ENTRIES PROVIDED
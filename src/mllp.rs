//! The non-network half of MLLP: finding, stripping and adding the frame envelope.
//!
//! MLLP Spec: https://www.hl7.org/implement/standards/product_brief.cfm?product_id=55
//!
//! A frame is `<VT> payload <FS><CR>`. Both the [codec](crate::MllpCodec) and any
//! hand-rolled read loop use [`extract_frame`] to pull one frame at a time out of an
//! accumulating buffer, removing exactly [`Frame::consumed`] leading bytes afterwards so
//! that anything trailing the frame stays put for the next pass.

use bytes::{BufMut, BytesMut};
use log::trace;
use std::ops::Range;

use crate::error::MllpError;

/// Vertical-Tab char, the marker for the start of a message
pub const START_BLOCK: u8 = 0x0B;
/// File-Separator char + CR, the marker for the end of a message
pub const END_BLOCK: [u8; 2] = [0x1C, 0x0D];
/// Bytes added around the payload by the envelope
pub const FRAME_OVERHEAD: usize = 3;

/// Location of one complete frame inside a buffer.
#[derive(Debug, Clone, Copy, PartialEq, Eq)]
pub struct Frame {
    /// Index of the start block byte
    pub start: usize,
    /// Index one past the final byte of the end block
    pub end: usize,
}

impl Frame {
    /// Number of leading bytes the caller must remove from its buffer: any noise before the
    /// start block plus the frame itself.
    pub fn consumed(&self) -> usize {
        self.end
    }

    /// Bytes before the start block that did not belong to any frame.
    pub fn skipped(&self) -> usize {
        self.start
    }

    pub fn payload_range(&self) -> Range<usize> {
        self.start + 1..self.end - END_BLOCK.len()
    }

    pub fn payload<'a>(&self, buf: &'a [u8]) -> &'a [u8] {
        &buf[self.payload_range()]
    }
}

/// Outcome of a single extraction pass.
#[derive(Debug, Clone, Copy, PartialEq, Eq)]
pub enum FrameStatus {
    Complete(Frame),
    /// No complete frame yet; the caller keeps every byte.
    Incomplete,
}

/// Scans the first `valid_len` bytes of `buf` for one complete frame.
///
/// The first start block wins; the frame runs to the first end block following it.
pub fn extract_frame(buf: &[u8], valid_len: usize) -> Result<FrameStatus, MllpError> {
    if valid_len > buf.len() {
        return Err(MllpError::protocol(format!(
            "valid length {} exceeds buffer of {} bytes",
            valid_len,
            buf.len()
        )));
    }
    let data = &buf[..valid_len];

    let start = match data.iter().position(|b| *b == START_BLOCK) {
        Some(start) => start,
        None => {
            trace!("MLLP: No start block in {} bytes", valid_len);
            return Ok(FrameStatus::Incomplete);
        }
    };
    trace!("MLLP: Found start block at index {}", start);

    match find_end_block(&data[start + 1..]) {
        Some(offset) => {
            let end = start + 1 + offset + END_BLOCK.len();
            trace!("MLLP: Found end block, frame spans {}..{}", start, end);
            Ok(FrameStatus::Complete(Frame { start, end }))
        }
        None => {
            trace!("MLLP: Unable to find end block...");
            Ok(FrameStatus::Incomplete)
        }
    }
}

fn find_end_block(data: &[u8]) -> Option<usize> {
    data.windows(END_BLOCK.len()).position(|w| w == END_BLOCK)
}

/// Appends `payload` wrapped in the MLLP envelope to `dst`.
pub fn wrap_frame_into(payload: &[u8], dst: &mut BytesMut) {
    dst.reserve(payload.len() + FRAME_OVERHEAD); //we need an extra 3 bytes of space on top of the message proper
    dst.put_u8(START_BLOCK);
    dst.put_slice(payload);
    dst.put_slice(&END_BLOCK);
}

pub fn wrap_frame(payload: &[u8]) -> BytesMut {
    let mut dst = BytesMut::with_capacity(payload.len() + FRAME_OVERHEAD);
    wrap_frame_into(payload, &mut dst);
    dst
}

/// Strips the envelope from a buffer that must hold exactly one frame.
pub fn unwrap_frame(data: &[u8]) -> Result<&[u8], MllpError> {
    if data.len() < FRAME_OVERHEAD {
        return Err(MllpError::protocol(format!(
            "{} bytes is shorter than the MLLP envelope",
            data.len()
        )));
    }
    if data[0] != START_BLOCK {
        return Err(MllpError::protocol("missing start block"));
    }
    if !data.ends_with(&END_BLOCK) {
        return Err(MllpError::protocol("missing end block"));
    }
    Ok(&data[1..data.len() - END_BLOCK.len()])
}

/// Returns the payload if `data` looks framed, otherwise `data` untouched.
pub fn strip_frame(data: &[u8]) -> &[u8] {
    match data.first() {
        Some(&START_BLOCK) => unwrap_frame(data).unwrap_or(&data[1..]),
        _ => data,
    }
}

* * *

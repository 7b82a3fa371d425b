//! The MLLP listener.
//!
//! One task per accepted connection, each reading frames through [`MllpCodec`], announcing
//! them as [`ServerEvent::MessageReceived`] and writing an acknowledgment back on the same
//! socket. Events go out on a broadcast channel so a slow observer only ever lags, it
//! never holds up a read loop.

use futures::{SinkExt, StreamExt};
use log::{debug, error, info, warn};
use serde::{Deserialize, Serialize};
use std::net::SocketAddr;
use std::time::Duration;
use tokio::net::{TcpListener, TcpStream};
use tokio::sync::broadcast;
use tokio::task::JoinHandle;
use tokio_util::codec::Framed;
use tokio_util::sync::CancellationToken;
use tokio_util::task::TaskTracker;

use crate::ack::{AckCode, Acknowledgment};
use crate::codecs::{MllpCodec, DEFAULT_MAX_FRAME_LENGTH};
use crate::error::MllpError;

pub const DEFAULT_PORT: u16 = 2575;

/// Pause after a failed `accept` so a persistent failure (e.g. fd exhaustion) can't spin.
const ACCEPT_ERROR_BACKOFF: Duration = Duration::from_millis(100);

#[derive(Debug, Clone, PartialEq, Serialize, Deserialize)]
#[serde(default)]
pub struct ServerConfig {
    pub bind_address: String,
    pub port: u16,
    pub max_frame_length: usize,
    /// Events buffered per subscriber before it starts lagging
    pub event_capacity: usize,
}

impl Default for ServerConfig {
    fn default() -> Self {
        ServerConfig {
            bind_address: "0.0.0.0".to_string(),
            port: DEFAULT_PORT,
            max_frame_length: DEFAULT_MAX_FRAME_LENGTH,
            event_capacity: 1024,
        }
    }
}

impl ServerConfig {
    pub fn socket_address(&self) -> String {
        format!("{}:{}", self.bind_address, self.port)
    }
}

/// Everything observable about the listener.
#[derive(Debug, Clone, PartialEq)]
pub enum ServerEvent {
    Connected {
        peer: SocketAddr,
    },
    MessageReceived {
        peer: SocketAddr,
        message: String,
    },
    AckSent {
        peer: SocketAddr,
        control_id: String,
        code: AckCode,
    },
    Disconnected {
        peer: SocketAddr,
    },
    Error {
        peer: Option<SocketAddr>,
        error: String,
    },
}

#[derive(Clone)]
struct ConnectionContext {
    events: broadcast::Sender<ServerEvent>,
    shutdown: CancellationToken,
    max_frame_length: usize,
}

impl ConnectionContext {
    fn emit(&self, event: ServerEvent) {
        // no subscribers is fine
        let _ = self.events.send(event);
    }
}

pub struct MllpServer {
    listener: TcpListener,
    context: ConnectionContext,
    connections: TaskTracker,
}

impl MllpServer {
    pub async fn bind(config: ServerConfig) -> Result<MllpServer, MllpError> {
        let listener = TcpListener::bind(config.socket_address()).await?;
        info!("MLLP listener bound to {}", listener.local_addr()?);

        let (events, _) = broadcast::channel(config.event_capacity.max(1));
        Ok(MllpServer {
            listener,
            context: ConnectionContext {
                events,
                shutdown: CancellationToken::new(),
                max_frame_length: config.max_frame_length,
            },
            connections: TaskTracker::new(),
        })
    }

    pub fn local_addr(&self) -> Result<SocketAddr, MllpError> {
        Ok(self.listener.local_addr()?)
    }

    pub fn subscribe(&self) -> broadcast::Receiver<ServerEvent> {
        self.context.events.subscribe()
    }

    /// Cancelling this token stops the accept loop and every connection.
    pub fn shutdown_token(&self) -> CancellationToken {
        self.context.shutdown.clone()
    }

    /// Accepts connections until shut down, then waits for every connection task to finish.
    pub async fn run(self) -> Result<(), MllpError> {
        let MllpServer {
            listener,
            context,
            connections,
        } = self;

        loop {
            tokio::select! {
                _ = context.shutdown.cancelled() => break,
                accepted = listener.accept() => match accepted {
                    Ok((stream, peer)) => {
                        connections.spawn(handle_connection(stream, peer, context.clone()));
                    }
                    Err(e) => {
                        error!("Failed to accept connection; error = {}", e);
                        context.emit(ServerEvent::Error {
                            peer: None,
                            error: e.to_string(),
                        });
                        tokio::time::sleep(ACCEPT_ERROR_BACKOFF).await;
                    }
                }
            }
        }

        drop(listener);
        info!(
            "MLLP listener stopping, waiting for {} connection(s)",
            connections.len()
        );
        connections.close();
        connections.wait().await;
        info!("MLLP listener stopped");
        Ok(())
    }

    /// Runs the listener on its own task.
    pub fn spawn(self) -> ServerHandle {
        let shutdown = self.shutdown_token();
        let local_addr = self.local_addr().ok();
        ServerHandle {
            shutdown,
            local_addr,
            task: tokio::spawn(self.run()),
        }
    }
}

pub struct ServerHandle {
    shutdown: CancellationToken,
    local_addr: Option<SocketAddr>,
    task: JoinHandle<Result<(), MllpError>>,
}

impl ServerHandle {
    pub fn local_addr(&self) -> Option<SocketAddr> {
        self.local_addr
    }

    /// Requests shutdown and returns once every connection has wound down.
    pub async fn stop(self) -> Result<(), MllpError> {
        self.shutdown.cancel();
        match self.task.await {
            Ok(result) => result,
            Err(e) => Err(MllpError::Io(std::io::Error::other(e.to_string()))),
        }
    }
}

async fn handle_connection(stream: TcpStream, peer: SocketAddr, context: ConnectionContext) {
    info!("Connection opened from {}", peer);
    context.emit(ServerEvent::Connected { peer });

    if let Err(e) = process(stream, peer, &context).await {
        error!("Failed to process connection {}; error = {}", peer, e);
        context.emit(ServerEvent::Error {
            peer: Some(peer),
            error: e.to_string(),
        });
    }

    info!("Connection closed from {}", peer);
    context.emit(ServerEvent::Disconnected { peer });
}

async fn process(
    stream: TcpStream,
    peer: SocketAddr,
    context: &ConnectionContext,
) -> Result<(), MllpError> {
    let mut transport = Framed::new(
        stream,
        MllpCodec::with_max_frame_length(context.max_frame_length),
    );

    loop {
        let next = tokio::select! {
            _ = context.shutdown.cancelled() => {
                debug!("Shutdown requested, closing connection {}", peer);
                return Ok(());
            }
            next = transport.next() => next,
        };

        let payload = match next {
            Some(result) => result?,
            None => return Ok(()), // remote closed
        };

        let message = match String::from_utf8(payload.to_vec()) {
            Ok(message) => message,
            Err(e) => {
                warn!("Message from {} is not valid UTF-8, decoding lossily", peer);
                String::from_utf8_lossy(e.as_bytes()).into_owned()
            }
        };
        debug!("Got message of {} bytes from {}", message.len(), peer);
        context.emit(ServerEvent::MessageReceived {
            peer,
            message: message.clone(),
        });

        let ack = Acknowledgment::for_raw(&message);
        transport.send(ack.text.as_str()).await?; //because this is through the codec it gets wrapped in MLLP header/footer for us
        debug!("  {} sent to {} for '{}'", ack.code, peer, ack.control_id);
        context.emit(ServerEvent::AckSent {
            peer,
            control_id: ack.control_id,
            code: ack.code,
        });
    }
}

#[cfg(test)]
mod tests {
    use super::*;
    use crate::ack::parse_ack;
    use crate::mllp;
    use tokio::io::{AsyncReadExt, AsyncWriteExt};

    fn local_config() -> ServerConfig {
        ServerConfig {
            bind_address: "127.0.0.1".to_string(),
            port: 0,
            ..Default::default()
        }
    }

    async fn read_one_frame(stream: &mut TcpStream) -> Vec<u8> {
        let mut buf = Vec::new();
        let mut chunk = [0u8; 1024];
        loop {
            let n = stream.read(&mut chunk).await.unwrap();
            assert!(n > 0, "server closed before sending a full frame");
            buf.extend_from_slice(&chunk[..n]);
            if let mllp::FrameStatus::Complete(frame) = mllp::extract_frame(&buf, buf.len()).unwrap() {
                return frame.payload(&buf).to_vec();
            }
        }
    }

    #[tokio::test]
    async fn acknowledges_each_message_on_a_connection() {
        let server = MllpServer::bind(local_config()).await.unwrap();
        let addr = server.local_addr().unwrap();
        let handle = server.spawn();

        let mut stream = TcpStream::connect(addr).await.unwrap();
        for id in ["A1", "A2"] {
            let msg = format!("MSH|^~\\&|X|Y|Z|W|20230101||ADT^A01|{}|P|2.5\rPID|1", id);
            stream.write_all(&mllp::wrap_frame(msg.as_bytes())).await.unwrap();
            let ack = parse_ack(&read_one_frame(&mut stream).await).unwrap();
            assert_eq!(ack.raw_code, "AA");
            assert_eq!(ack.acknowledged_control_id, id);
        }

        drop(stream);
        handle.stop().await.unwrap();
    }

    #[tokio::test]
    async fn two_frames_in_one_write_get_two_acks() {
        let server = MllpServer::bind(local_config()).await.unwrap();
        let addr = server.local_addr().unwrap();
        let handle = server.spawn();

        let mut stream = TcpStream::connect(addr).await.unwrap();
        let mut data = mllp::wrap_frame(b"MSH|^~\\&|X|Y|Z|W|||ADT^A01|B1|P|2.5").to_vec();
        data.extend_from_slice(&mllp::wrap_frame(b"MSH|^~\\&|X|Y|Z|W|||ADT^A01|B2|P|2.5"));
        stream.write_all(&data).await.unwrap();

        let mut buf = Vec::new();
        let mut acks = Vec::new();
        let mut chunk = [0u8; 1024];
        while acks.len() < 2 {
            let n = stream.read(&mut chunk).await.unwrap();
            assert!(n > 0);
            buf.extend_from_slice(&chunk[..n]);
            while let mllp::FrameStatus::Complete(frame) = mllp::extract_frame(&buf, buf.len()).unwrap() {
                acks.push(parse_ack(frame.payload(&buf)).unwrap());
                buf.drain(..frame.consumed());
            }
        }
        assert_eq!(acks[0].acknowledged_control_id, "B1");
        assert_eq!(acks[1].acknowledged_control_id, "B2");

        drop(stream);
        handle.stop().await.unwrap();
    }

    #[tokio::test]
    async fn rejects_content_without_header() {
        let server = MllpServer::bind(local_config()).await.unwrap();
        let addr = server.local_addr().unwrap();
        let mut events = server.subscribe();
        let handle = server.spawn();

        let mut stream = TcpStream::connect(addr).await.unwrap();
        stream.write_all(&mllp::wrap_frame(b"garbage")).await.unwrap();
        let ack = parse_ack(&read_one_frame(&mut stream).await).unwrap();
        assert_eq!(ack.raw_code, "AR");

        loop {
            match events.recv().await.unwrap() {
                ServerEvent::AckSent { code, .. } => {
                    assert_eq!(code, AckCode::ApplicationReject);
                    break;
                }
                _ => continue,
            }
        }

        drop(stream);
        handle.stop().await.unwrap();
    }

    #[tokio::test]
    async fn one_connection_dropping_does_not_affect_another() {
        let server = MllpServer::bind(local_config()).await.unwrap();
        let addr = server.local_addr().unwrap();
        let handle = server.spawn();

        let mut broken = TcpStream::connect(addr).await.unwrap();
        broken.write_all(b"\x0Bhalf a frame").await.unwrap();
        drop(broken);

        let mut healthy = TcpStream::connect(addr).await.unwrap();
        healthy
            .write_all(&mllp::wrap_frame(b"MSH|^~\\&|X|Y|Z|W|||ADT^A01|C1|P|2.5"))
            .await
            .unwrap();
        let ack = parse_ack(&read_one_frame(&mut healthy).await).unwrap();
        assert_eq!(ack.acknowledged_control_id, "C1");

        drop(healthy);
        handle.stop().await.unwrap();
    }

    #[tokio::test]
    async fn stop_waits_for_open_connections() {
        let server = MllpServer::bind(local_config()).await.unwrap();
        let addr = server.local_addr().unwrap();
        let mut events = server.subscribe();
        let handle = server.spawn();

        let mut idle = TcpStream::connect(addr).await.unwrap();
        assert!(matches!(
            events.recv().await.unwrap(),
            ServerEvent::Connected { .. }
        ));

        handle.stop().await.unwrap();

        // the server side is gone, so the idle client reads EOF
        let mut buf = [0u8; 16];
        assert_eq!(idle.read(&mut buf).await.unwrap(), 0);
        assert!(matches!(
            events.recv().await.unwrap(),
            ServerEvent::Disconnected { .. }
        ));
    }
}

EXERCISE DESCRIPTION
Of the lines above, extract only those from the line with "filename src/mllp.rs" to the line with "pub const FRAME_OVERHEAD: usize = 3;", both included, exactly as written.

FINISHED TASK
filename src/mllp.rs
//! The non-network half of MLLP: finding, stripping and adding the frame envelope.
//!
//! MLLP Spec: https://www.hl7.org/implement/standards/product_brief.cfm?product_id=55
//!
//! A frame is `<VT> payload <FS><CR>`. Both the [codec](crate::MllpCodec) and any
//! hand-rolled read loop use [`extract_frame`] to pull one frame at a time out of an
//! accumulating buffer, removing exactly [`Frame::consumed`] leading bytes afterwards so
//! that anything trailing the frame stays put for the next pass.

use bytes::{BufMut, BytesMut};
use log::trace;
use std::ops::Range;

use crate::error::MllpError;

/// Vertical-Tab char, the marker for the start of a message
pub const START_BLOCK: u8 = 0x0B;
/// File-Separator char + CR, the marker for the end of a message
pub const END_BLOCK: [u8; 2] = [0x1C, 0x0D];
/// Bytes added around the payload by the envelope
pub const FRAME_OVERHEAD: usize = 3;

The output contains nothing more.